* [INSTRUCTIONS TO FOLLOW] The required output is the lines below from the line containing "#[educe(Default = false)]" to the line containing "assert!(config.build.minify);", inclusive, retyped exactly. No other lines belong in it.

━━ DATA TO EXAMINE

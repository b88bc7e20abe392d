//! Folio - a static site generator for academic profile pages.

mod build;
mod cli;
mod config;
mod data;
mod dom;
mod init;
mod page;
mod render;
mod serve;
mod utils;
mod watch;

use anyhow::Result;
use build::build_site;
use clap::Parser;
use cli::{Cli, Commands};
use config::{SiteConfig, cfg, init_config};
use init::new_site;
use serve::serve_site;

fn main() -> Result<()> {
    let cli: &'static Cli = Box::leak(Box::new(Cli::parse()));
    init_config(load_config(cli)?);

    match &cli.command {
        Commands::Init { name } => new_site(&cfg(), name.is_some()),
        Commands::Build { .. } => build_site(&cfg()).map(|_| ()),
        Commands::Serve { .. } => {
            build_site(&cfg())?;
            serve_site()
        }
    }
}

/// Load and validate configuration from CLI arguments
fn load_config(cli: &'static Cli) -> Result<SiteConfig> {
    let config = SiteConfig::load(cli)?;

    if !cli.is_init() && !config.config_path.exists() {
        log!("config"; "{} not found, using defaults", config.config_path.display());
    }

    config.validate()?;
    Ok(config)
}
//! `[build]` section configuration.
//!
//! Contains output paths and HTML post-processing switches.

use super::defaults;
use educe::Educe;
use serde::{Deserialize, Serialize};
use std::path::PathBuf;

/// `[build]` section in folio.toml - build pipeline configuration.
///
/// # Example
/// ```toml
/// [build]
/// output = "public"        # Output directory
/// assets = "assets"        # Copied verbatim into the output
/// minify = true            # Minify HTML
/// ```
#[derive(Debug, Clone, Educe, Serialize, Deserialize)]
#[educe(Default)]
#[serde(default, deny_unknown_fields)]
pub struct BuildConfig {
    /// Project root directory (usually set via CLI `--root`).
    #[serde(default = "defaults::build::root")]
    #[educe(Default = defaults::build::root())]
    pub root: Option<PathBuf>,

    /// Build output directory.
    #[serde(default = "defaults::build::output")]
    #[educe(Default = defaults::build::output())]
    pub output: PathBuf,

    /// Static assets directory (images, CV, stylesheets).
    #[serde(default = "defaults::build::assets")]
    #[educe(Default = defaults::build::assets())]
    pub assets: PathBuf,

    /// Minify HTML output (removes whitespace).
    #[serde(default = "defaults::r#true")]
    #[educe(Default = true)]
    pub minify: bool,

    /// Remove the output directory before each build.
    #[serde(default = "defaults::r#false")]
    #[educe(Default = false)]
    pub clean: bool,
}

#[cfg(test)]
mod tests {
    use super::super::SiteConfig;
    use std::path::PathBuf;

    #[test]
    fn test_build_config_defaults() {
        let config: SiteConfig = toml::from_str("").unwrap();

        assert_eq!(config.build.root, None);
        assert_eq!(config.build.output, PathBuf::from("public"));
        assert_eq!(config.build.assets, PathBuf::from("assets"));
        assert!(config.build.minify);
        assert!(!config.build.clean);
    }

    #[test]
    fn test_build_config_override() {
        let config = r#"
            [build]
            output = "dist"
            minify = false
            clean = true
        "#;
        let config: SiteConfig = toml::from_str(config).unwrap();

        assert_eq!(config.build.output, PathBuf::from("dist"));
        assert!(!config.build.minify);
        assert!(config.build.clean);
    }

    #[test]
    fn test_unknown_field_rejection() {
        let result: Result<SiteConfig, _> = toml::from_str("[build]\ntailwind = true");
        assert!(result.is_err());
    }
}
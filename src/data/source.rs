//! Places site data can be fetched from.
//!
//! A source turns a relative candidate location (`data/data.json`,
//! `../data/data.json`) into raw bytes. Resolution against the base happens
//! here, so the loader only deals with the ordered candidate list.

use super::error::LoadError;
use reqwest::{
    Client, Url,
    header::{CACHE_CONTROL, PRAGMA},
};
use std::{
    future::Future,
    path::{Path, PathBuf},
};

/// Something that can fetch the body stored at a relative location.
pub trait ContentSource {
    /// Fetch the raw body at `location`.
    ///
    /// Any failure (missing file, transport error, non-success status) is an
    /// `Err`; the caller decides whether to move on to the next candidate.
    fn fetch(&self, location: &str) -> impl Future<Output = Result<Vec<u8>, LoadError>> + Send;
}

// ============================================================================
// Filesystem
// ============================================================================

/// Reads candidates relative to a directory on disk.
#[derive(Debug, Clone)]
pub struct FileSource {
    base: PathBuf,
}

impl FileSource {
    pub fn new(base: impl Into<PathBuf>) -> Self {
        Self { base: base.into() }
    }
}

impl ContentSource for FileSource {
    async fn fetch(&self, location: &str) -> Result<Vec<u8>, LoadError> {
        tokio::fs::read(self.base.join(location))
            .await
            .map_err(|err| LoadError::Io(location.to_owned(), err))
    }
}

// ============================================================================
// HTTP
// ============================================================================

/// Requests candidates relative to a base URL, bypassing HTTP caches.
#[derive(Debug, Clone)]
pub struct HttpSource {
    base: Url,
    client: Client,
}

impl HttpSource {
    /// Create a source rooted at `base`.
    ///
    /// The base is treated as a directory: `https://a.org/pages` resolves
    /// `../data/data.json` to `https://a.org/data/data.json`.
    pub fn new(base: &str) -> Result<Self, LoadError> {
        let dir = if base.ends_with('/') {
            base.to_owned()
        } else {
            format!("{base}/")
        };
        let base = Url::parse(&dir).map_err(|_| LoadError::Location(base.to_owned()))?;
        let client = Client::builder()
            .user_agent(concat!("folio/", env!("CARGO_PKG_VERSION")))
            .build()
            .map_err(|err| LoadError::Network(base.to_string(), err))?;

        Ok(Self { base, client })
    }

    /// Absolute URL for a candidate location.
    pub fn resolve(&self, location: &str) -> Result<Url, LoadError> {
        self.base
            .join(location)
            .map_err(|_| LoadError::Location(location.to_owned()))
    }
}

impl ContentSource for HttpSource {
    async fn fetch(&self, location: &str) -> Result<Vec<u8>, LoadError> {
        let url = self.resolve(location)?;
        let response = self
            .client
            .get(url)
            .header(CACHE_CONTROL, "no-cache")
            .header(PRAGMA, "no-cache")
            .send()
            .await
            .map_err(|err| LoadError::Network(location.to_owned(), err))?;

        let status = response.status();
        if !status.is_success() {
            return Err(LoadError::Status(location.to_owned(), status.as_u16()));
        }

        let body = response
            .bytes()
            .await
            .map_err(|err| LoadError::Network(location.to_owned(), err))?;
        Ok(body.to_vec())
    }
}

// ============================================================================
// Selection
// ============================================================================

/// Source picked from the `[data].base` setting.
#[derive(Debug, Clone)]
pub enum Source {
    File(FileSource),
    Http(HttpSource),
}

impl Source {
    /// `http://` and `https://` bases fetch over the network, anything else
    /// is a directory relative to `root`.
    pub fn from_base(base: &str, root: &Path) -> Result<Self, LoadError> {
        if base.starts_with("http://") || base.starts_with("https://") {
            HttpSource::new(base).map(Self::Http)
        } else {
            Ok(Self::File(FileSource::new(root.join(base))))
        }
    }
}

impl ContentSource for Source {
    async fn fetch(&self, location: &str) -> Result<Vec<u8>, LoadError> {
        match self {
            Self::File(source) => source.fetch(location).await,
            Self::Http(source) => source.fetch(location).await,
        }
    }
}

━━━━

* [FINISHED EXERCISE]
    #[educe(Default = false)]
    pub clean: bool,
}

#[cfg(test)]
mod tests {
    use super::super::SiteConfig;
    use std::path::PathBuf;

    #[test]
    fn test_build_config_defaults() {
        let config: SiteConfig = toml::from_str("").unwrap();

        assert_eq!(config.build.root, None);
        assert_eq!(config.build.output, PathBuf::from("public"));
        assert_eq!(config.build.assets, PathBuf::from("assets"));
        assert!(config.build.minify);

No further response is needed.